Deepseekv3.2 by blueswhen · Pull Request #1246 · ModelTC/LightLLM

blueswhen · 2026-03-26T10:01:55Z

No description provided.

gemini-code-assist · 2026-03-26T10:02:28Z

Summary of Changes

Hello, I'm Gemini Code Assist¹! I'm currently reviewing this pull request and will post my feedback shortly. In the meantime, here's a summary to help you and other reviewers quickly get up to speed!

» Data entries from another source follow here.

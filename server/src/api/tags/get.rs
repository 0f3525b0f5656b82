use crate::api::ErrorResponse;
use crate::db::DbPool;
use crate::get_conn;
use crate::models::Tag;
use crate::schema::tags;
use axum::{
    extract::{Path, State},
    http::StatusCode,
    response::IntoResponse,
    Json,
};
use diesel::prelude::*;
use std::sync::Arc;
use uuid::Uuid;

#[utoipa::path(
    get,
    path = "/api/tags/{id}",
    tag = "tags",
    params(
        ("id" = Uuid, Path, description = "Tag ID")
    ),
    responses(
        (status = 200, description = "Tag details", body = Tag),
        (status = 404, description = "Tag not found", body = ErrorResponse)
    )
)]
pub async fn get_tag(State(pool): State<Arc<DbPool>>, Path(id): Path<Uuid>) -> impl IntoResponse {
    let mut conn = get_conn!(pool);

    let tag: Tag = match tags::table.find(id).select(Tag::as_select()).first(&mut conn) {
        Ok(t) => t,
        Err(diesel::NotFound) => {
            return (
                StatusCode::NOT_FOUND,
                Json(ErrorResponse {
                    error: "Tag not found".to_string(),
                }),
            )
                .into_response()
        }
        Err(e) => {
            tracing::error!("Failed to fetch tag: {}", e);
            return (
                StatusCode::INTERNAL_SERVER_ERROR,
                Json(ErrorResponse {
                    error: "Failed to fetch tag".to_string(),
                }),
            )
                .into_response();
        }
    };

    (StatusCode::OK, Json(tag)).into_response()
}
use crate::api::recipes::serialize::load_recipe_response;
use crate::api::ErrorResponse;
use crate::auth::AuthUser;
use crate::db::DbPool;
use crate::get_conn;
use crate::images;
use crate::models::{NewRecipe, NewRecipeIngredient, NewRecipeTag};
use crate::schema::{recipe_ingredients, recipe_tags, recipes};
use axum::{extract::State, http::StatusCode, response::IntoResponse, Json};
use diesel::prelude::*;
use serde::Deserialize;
use std::collections::HashSet;
use std::sync::Arc;
use utoipa::ToSchema;
use uuid::Uuid;

/// Reference to a catalog ingredient with the amount used by the recipe.
#[derive(Debug, Clone, Deserialize, ToSchema)]
pub struct IngredientRef {
    pub id: Uuid,
    pub amount: i32,
}

#[derive(Debug, Clone, Deserialize, ToSchema)]
pub struct CreateRecipeRequest {
    pub name: String,
    pub text: String,
    /// Cooking time in minutes, at least 1
    pub cooking_time: i32,
    /// Base64 data URI: data:image/<ext>;base64,<payload>
    pub image: String,
    pub tags: Vec<Uuid>,
    pub ingredients: Vec<IngredientRef>,
}

/// Validate the ingredient list of a write request. Ingredient ids must be
/// unique within one request and every amount at least 1.
pub(super) fn validate_ingredient_refs(ingredients: &[IngredientRef]) -> Result<(), String> {
    if ingredients.is_empty() {
        return Err("At least one ingredient is required".to_string());
    }

    let mut seen = HashSet::new();
    for r in ingredients {
        if r.amount < 1 {
            return Err("Ingredient amount must be at least 1".to_string());
        }
        if !seen.insert(r.id) {
            return Err("Duplicate ingredient in request".to_string());
        }
    }

    Ok(())
}

pub(super) fn validate_tag_refs(tags: &[Uuid]) -> Result<(), String> {
    if tags.is_empty() {
        return Err("At least one tag is required".to_string());
    }

    let unique: HashSet<&Uuid> = tags.iter().collect();
    if unique.len() != tags.len() {
        return Err("Duplicate tag in request".to_string());
    }

    Ok(())
}

#[utoipa::path(
    post,
    path = "/api/recipes",
    tag = "recipes",
    request_body = CreateRecipeRequest,
    responses(
        (status = 201, description = "Recipe created successfully", body = super::serialize::RecipeResponse),
        (status = 400, description = "Invalid request", body = ErrorResponse),
        (status = 401, description = "Unauthorized", body = ErrorResponse)
    ),
    security(
        ("bearer_auth" = [])
    )
)]
pub async fn create_recipe(
    AuthUser(user): AuthUser,
    State(pool): State<Arc<DbPool>>,
    Json(request): Json<CreateRecipeRequest>,
) -> impl IntoResponse {
    if request.name.trim().is_empty() {
        return (
            StatusCode::BAD_REQUEST,
            Json(ErrorResponse {
                error: "Name cannot be empty".to_string(),
            }),
        )
            .into_response();
    }

    if request.text.trim().is_empty() {
        return (
            StatusCode::BAD_REQUEST,
            Json(ErrorResponse {
                error: "Text cannot be empty".to_string(),
            }),
        )
            .into_response();
    }

    if request.cooking_time < 1 {
        return (
            StatusCode::BAD_REQUEST,
            Json(ErrorResponse {
                error: "Cooking time must be at least 1 minute".to_string(),
            }),
        )
            .into_response();
    }

    if let Err(message) = validate_tag_refs(&request.tags)
        .and_then(|_| validate_ingredient_refs(&request.ingredients))
    {
        return (StatusCode::BAD_REQUEST, Json(ErrorResponse { error: message })).into_response();
    }

    let image = match images::parse_data_uri(&request.image) {
        Ok(i) => i,
        Err(message) => {
            return (StatusCode::BAD_REQUEST, Json(ErrorResponse { error: message }))
                .into_response()
        }
    };

    let mut conn = get_conn!(pool);

    // Recipe row and both join sets are written atomically
    let result: Result<Uuid, diesel::result::Error> = conn.transaction(|conn| {
        let new_recipe = NewRecipe {
            author_id: user.id,
            name: &request.name,
            image_data: &image.data,
            image_name: &image.file_name,
            text: &request.text,
            cooking_time: request.cooking_time,
        };

        let recipe_id: Uuid = diesel::insert_into(recipes::table)
            .values(&new_recipe)
            .returning(recipes::id)
            .get_result(conn)?;

        let tag_rows: Vec<NewRecipeTag> = request
            .tags
            .iter()
            .map(|&tag_id| NewRecipeTag { recipe_id, tag_id })
            .collect();
        diesel::insert_into(recipe_tags::table)
            .values(&tag_rows)
            .execute(conn)?;

        let ingredient_rows: Vec<NewRecipeIngredient> = request
            .ingredients
            .iter()
            .map(|r| NewRecipeIngredient {
                recipe_id,
                ingredient_id: r.id,
                amount: r.amount,
            })
            .collect();
        diesel::insert_into(recipe_ingredients::table)
            .values(&ingredient_rows)
            .execute(conn)?;

        Ok(recipe_id)
    });

    let recipe_id = match result {
        Ok(id) => id,
        Err(diesel::result::Error::DatabaseError(
            diesel::result::DatabaseErrorKind::ForeignKeyViolation,
            _,
        )) => {
            return (
                StatusCode::BAD_REQUEST,
                Json(ErrorResponse {
                    error: "Unknown tag or ingredient id".to_string(),
                }),
            )
                .into_response()
        }
        Err(e) => {
            tracing::error!("Failed to create recipe: {}", e);
            return (
                StatusCode::INTERNAL_SERVER_ERROR,
                Json(ErrorResponse {
                    error: "Failed to create recipe".to_string(),
                }),
            )
                .into_response();
        }
    };

    match load_recipe_response(&mut conn, recipe_id, Some(user.id)) {
        Ok(Some(response)) => (StatusCode::CREATED, Json(response)).into_response(),
        Ok(None) | Err(_) => (
            StatusCode::INTERNAL_SERVER_ERROR,
            Json(ErrorResponse {
                error: "Failed to fetch created recipe".to_string(),
            }),
        )
            .into_response(),
    }
}

#[cfg(test)]
mod tests {
    use super::*;

    fn ingredient(id: Uuid, amount: i32) -> IngredientRef {
        IngredientRef { id, amount }
    }

    #[test]
    fn test_duplicate_ingredient_rejected() {
        let id = Uuid::new_v4();
        let refs = vec![ingredient(id, 1), ingredient(id, 2)];
        assert!(validate_ingredient_refs(&refs).is_err());
    }

    #[test]
    fn test_distinct_ingredients_accepted() {
        let refs = vec![
            ingredient(Uuid::new_v4(), 1),
            ingredient(Uuid::new_v4(), 200),
        ];
        assert!(validate_ingredient_refs(&refs).is_ok());
    }

    #[test]
    fn test_zero_amount_rejected() {
        let refs = vec![ingredient(Uuid::new_v4(), 0)];
        assert!(validate_ingredient_refs(&refs).is_err());
    }

    #[test]
    fn test_empty_ingredient_list_rejected() {
        assert!(validate_ingredient_refs(&[]).is_err());
    }

    #[test]
    fn test_empty_tag_list_rejected() {
        assert!(validate_tag_refs(&[]).is_err());
    }

    #[test]
    fn test_duplicate_tag_rejected() {
        let id = Uuid::new_v4();
        assert!(validate_tag_refs(&[id, id]).is_err());
    }
}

This pull request significantly enhances the system's capability to support the DeepSeek-V3.2 model by integrating its specialized attention and KV cache mechanisms. The core of these changes revolves around the adoption of FlashMLA for sparse attention and FP8 quantization for the KV cache, aiming to optimize memory usage and improve inference performance. The updates span from Docker build configurations to core attention logic and KV cache management, ensuring seamless operation with the new model.

Highlights

FlashMLA Integration for DeepSeek-V3.2: Incorporated the FlashMLA library, a key dependency for DeepSeek-V3.2's attention mechanism, by adding it to the Docker build process.
FP8 Sparse KV Cache Support: Introduced a new KV cache manager and attention backend specifically designed for DeepSeek-V3.2's DSA (DeepSeek Attention) using FP8 quantization and sparse attention with FlashMLA.
Dynamic KV Cache Manager Selection: Enhanced the system to dynamically select the appropriate KV cache manager, including the new FP8 sparse manager, based on the llm_kv_type configuration.
Triton Kernel for FP8 KV Copy: Added a specialized Triton kernel to efficiently handle the copying and quantization of KV cache data into the FlashMLA FP8 format.
API and Configuration Updates: Extended the command-line interface and internal configuration to support fp8kv_dsa as a new option for KV cache types.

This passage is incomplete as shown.